4. Flexible - An ADD person cannot be limited by structure. Structure helps us to focus, but being inflexible (sari, correct my grammer if I'm not correct) is a request for anxiety. We need to make sure that we can step away from structure and return to it when needed.

5.Commitments - List them all! I've been removed from my football officiating association because I couldn't make it to the games. When I did, I didn't give %100. It was due to over commiting myself to several things at once. Multitasking and being overcommited are two different actions. The first action relates to doing more than one thing at a time, where the second is being responsible for more than one thing (not necessarily all at one time). Overcommitment for an ADD person is asking for serious health problems.

6. Support Groups - This is helpful, and in some cases required to survive. I don't have a group currently, but there is one in my area. You can google "ADD support groups" and get a host of web sites that will have one in your area.

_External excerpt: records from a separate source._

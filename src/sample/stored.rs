use std::sync::Arc;

use crate::error::MixerError;
use crate::geometry::{Channels, ChunkSize, FrameGeometry};
use crate::pcm;

use super::{ChunkSource, Sample, StopFlag};

/// A sample backed by an owned, frame-aligned PCM buffer.
///
/// Shared read-only between every playback (`Arc<[u8]>`); each playback owns
/// its own cursor via the `ChunkSource` it gets from `chunks()`.
pub struct StoredSample {
    name: String,
    geometry: FrameGeometry,
    buffer: Arc<[u8]>,
    duration: f64,
}

impl StoredSample {
    /// `source_channels` describes the channel count of `buffer` as handed
    /// in, before any mono->stereo promotion. The buffer must already match
    /// `geometry.sample_rate` / `sample_width`; this type performs no
    /// resampling or bit-depth conversion, only the mono->stereo duplication
    /// the spec calls for.
    pub fn new(
        name: impl Into<String>,
        geometry: FrameGeometry,
        source_channels: Channels,
        buffer: Vec<u8>,
    ) -> Result<Self, MixerError> {
        let per_channel_frame = geometry.sample_width.bytes() * source_channels.count();
        if per_channel_frame == 0 || buffer.len() % per_channel_frame != 0 {
            return Err(MixerError::Config(format!(
                "buffer length {} is not a multiple of the source frame size {per_channel_frame}",
                buffer.len()
            )));
        }

        let buffer = if source_channels == Channels::Mono && geometry.channels == Channels::Stereo {
            pcm::mono_to_stereo(&buffer, geometry.sample_width)
        } else if source_channels == geometry.channels {
            buffer
        } else {
            return Err(MixerError::Config(format!(
                "cannot adapt {source_channels:?} source to {:?} output",
                geometry.channels
            )));
        };

        geometry.validate_buffer_len(buffer.len())?;

        let frames = buffer.len() / geometry.frame_bytes();
        let duration = frames as f64 / geometry.sample_rate as f64;

        Ok(Self {
            name: name.into(),
            geometry,
            buffer: Arc::from(buffer),
            duration,
        })
    }

    pub fn geometry(&self) -> FrameGeometry {
        self.geometry
    }

    pub fn byte_len(&self) -> usize {
        self.buffer.len()
    }

    /// Start building a concatenated sample (see [`StoredSampleBuilder`]).
    pub fn builder(name: impl Into<String>, geometry: FrameGeometry) -> StoredSampleBuilder {
        StoredSampleBuilder {
            name: name.into(),
            geometry,
            buffer: Vec::new(),
        }
    }
}

impl Sample for StoredSample {
    fn name(&self) -> &str {
        &self.name
    }

    fn duration(&self) -> f64 {
        self.duration
    }

    fn chunks(&self, chunk_size: ChunkSize, repeat: bool, stop: StopFlag) -> Box<dyn ChunkSource> {
        if repeat {
            Box::new(RepeatingCursor::new(Arc::clone(&self.buffer), chunk_size, stop))
        } else {
            Box::new(OneShotCursor {
                buffer: Arc::clone(&self.buffer),
                chunk_bytes: chunk_size.bytes(),
                cursor: 0,
                stop,
            })
        }
    }
}

struct OneShotCursor {
    buffer: Arc<[u8]>,
    chunk_bytes: usize,
    cursor: usize,
    stop: StopFlag,
}

impl ChunkSource for OneShotCursor {
    fn next_chunk(&mut self) -> Option<Vec<u8>> {
        if self.stop.is_set() || self.cursor >= self.buffer.len() {
            return None;
        }
        let end = (self.cursor + self.chunk_bytes).min(self.buffer.len());
        let chunk = self.buffer[self.cursor..end].to_vec();
        self.cursor = end;
        Some(chunk)
    }
}

/// Wraps modulo the buffer length, reading out of a working copy tiled by
/// one extra `chunk_bytes` so that every `chunk_bytes`-length slice starting
/// anywhere in `[0, len)` is contiguous, including ones that wrap the end of
/// the original buffer.
struct RepeatingCursor {
    tiled: Arc<[u8]>,
    original_len: usize,
    chunk_bytes: usize,
    cursor: usize,
    stop: StopFlag,
}

impl RepeatingCursor {
    fn new(buffer: Arc<[u8]>, chunk_size: ChunkSize, stop: StopFlag) -> Self {
        let chunk_bytes = chunk_size.bytes();
        let original_len = buffer.len();
        let tiled = tile_with_overlap(&buffer, chunk_bytes);
        Self {
            tiled,
            original_len,
            chunk_bytes,
            cursor: 0,
            stop,
        }
    }
}

impl ChunkSource for RepeatingCursor {
    fn next_chunk(&mut self) -> Option<Vec<u8>> {
        if self.stop.is_set() || self.original_len == 0 {
            return None;
        }
        let start = self.cursor % self.original_len;
        let chunk = self.tiled[start..start + self.chunk_bytes].to_vec();
        self.cursor = (self.cursor + self.chunk_bytes) % self.original_len;
        Some(chunk)
    }
}

fn tile_with_overlap(buffer: &[u8], chunk_bytes: usize) -> Arc<[u8]> {
    let len = buffer.len();
    if len == 0 {
        return Arc::from(Vec::new());
    }
    let needed = len + chunk_bytes;
    let mut out = Vec::with_capacity(needed);
    while out.len() < needed {
        out.extend_from_slice(buffer);
    }
    out.truncate(needed);
    Arc::from(out)
}

/// Renders a sequence of sources to completion and concatenates their raw
/// bytes into one owned buffer, used for multi-tone cues such as "extra
/// life" where several synthesized notes are joined into a single stored
/// sample up front.
pub struct StoredSampleBuilder {
    name: String,
    geometry: FrameGeometry,
    buffer: Vec<u8>,
}

impl StoredSampleBuilder {
    /// Render `sample` to completion (non-repeating) and append its bytes.
    pub fn join(mut self, sample: &dyn Sample, render_chunk_size: ChunkSize) -> Self {
        let mut source = sample.chunks(render_chunk_size, false, StopFlag::never());
        while let Some(chunk) = source.next_chunk() {
            self.buffer.extend_from_slice(&chunk);
        }
        self
    }

    pub fn build(self) -> Result<StoredSample, MixerError> {
        StoredSample::new(self.name, self.geometry, self.geometry.channels, self.buffer)
    }
}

7. Daily Journal - You can use your computer, but I'm writing mine out. I need to work on my handwriting and what better training than to handwrite my journal.

8. Focus - This is the ultimate issue for us ADDers! I can get bored with a task and wander away from it physically or mentally. So, with the use of meds, it helps me to stay on task. However, I need to be aware of my thought process and use a notepad or Notepad.exe to jot down my "always on" thoughts in my mind. I can't tell you how many times I have come up with grand thoughts only to forget them later. :)

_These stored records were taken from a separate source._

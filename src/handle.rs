use std::sync::Arc;

use crate::control::{Control, StopTarget};
use crate::driver::{CpalPullDriver, Mailbox, NullSink, PushDriver};
use crate::error::MixerError;
use crate::geometry::{ChunkSize, FrameGeometry};
use crate::mixer::{Mixer, MixerLimits, VoiceId};
use crate::registry::{SampleDescriptor, SampleRegistry};

/// Driver backends `init` will try, in order; the first that constructs
/// successfully wins.
pub enum DriverPreference {
    /// `cpal`'s default output device, driven by its real-time callback.
    Pull,
    /// A push-driver thread discarding its output (`NullSink`). Always
    /// succeeds; callers that want a real device-backed push driver should
    /// construct [`PushDriver`] directly with their own sink instead of
    /// going through `init`.
    Dummy,
}

enum DriverHandle {
    Pull(CpalPullDriver),
    Push(PushDriver),
}

/// The top-level process handle: owns the mixer, the sample registry, and
/// whichever driver `init` managed to start. Dropping it tears the driver
/// down (see [`PushDriver`]'s `Drop`); `shutdown` does so explicitly and
/// idempotently via the same path as [`Control::close`].
pub struct Handle {
    control: Control,
    registry: SampleRegistry,
    _driver: DriverHandle,
}

/// Construct the mixer, populate the registry, and bring up the first
/// working driver from `driver_preference`. Fails with
/// [`MixerError::DriverUnavailable`] only if every preference entry fails —
/// include [`DriverPreference::Dummy`] last to guarantee success.
pub fn init(
    descriptors: Vec<SampleDescriptor>,
    geometry: FrameGeometry,
    chunk_size: ChunkSize,
    limits: MixerLimits,
    driver_preference: &[DriverPreference],
) -> Result<Handle, MixerError> {
    let mixer = Arc::new(Mixer::new(geometry, chunk_size, limits));
    let registry = SampleRegistry::init(descriptors, &mixer);

    for preference in driver_preference {
        match preference {
            DriverPreference::Pull => match CpalPullDriver::spawn(Arc::clone(&mixer)) {
                Ok(driver) => {
                    tracing::debug!("started cpal pull driver");
                    let control = Control::for_pull(Arc::clone(&mixer));
                    return Ok(Handle {
                        control,
                        registry,
                        _driver: DriverHandle::Pull(driver),
                    });
                }
                Err(e) => {
                    tracing::warn!(error = %e, "cpal pull driver unavailable, trying next preference");
                }
            },
            DriverPreference::Dummy => {
                let mailbox = Arc::new(Mailbox::new(Mailbox::DEFAULT_CAPACITY));
                let driver = PushDriver::spawn(Arc::clone(&mixer), Arc::clone(&mailbox), NullSink);
                tracing::debug!("started dummy (discard) push driver");
                let control = Control::for_push(Arc::clone(&mixer), mailbox);
                return Ok(Handle {
                    control,
                    registry,
                    _driver: DriverHandle::Push(driver),
                });
            }
        }
    }

    Err(MixerError::DriverUnavailable)
}

impl Handle {
    pub fn play_sample(&self, name: &str, repeat: bool) -> Result<Option<VoiceId>, MixerError> {
        self.registry.play(&self.control, name, repeat)
    }

    pub fn stop(&self, target: StopTarget) -> Result<(), MixerError> {
        self.control.stop(target)
    }

    pub fn silence(&self) -> Result<(), MixerError> {
        self.control.silence()
    }

    pub fn set_sample_limit(&self, name: impl Into<String>, limit: usize) {
        self.control.set_limit(name, limit);
    }

    pub fn shutdown(&self) -> Result<(), MixerError> {
        self.control.close()
    }

    pub fn registry(&self) -> &SampleRegistry {
        &self.registry
    }
}

#[cfg(test)]
mod tests {
    use super::*;
    use crate::geometry::{Channels, SampleWidth};
    use crate::sample::StoredSample;

    fn geometry() -> FrameGeometry {
        FrameGeometry::new(44_100, SampleWidth::Sixteen, Channels::Stereo)
    }

    #[test]
    fn dummy_preference_always_succeeds_and_plays() {
        let chunk_size = ChunkSize::new(geometry(), 16).unwrap();
        let sample = Arc::new(StoredSample::new("boom", geometry(), Channels::Stereo, vec![0u8; 64]).unwrap());
        let descriptors = vec![SampleDescriptor::new(sample)];
        let handle = init(
            descriptors,
            geometry(),
            chunk_size,
            MixerLimits::default(),
            &[DriverPreference::Dummy],
        )
        .unwrap();

        assert!(handle.play_sample("boom", false).unwrap().is_some());
        assert!(matches!(
            handle.play_sample("missing", false),
            Err(MixerError::Config(_))
        ));
        handle.shutdown().unwrap();
        handle.shutdown().unwrap(); // idempotent
    }
}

ADD is something I can deal with. I wonder how many have to deal with it in their own lives or the lives of others. What techniques or habits do you use to help yourself or those around you deal with this issue?

Thanks for reading

Dino
  • 0

Advertisements


#2
snowchick7669

snowchick7669

    Member

  • Member
  • PipPipPip
  • 497 posts
G'day Dino,

I got diagnosed when I was 14, but never went on medication just learnt how to manage it at school. My Dad has it, so my family knows how to deal with it quite well already. I must say that my schooling did suffer, and none of my teachers knew as I didn't really want to broadcast it.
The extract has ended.